:: YOUR OBJECTIVE ::
Copy out exactly the stretch of the listing below that begins at the line containing "the same protocol." and ends at the line containing "pub use config::ServerConfig;", and copy nothing outside it.

________

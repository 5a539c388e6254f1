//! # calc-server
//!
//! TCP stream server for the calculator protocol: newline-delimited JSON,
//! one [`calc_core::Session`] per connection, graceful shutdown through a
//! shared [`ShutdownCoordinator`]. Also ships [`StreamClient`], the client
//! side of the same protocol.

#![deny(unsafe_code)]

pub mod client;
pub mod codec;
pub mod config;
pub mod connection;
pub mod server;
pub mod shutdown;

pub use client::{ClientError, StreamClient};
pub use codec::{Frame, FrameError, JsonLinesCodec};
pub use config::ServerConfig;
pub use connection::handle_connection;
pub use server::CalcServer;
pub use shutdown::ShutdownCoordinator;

________

:: YOUR SOLUTION ::
//! side of the same protocol.

#![deny(unsafe_code)]

pub mod client;
pub mod codec;
pub mod config;
pub mod connection;
pub mod server;
pub mod shutdown;

pub use client::{ClientError, StreamClient};
pub use codec::{Frame, FrameError, JsonLinesCodec};
pub use config::ServerConfig;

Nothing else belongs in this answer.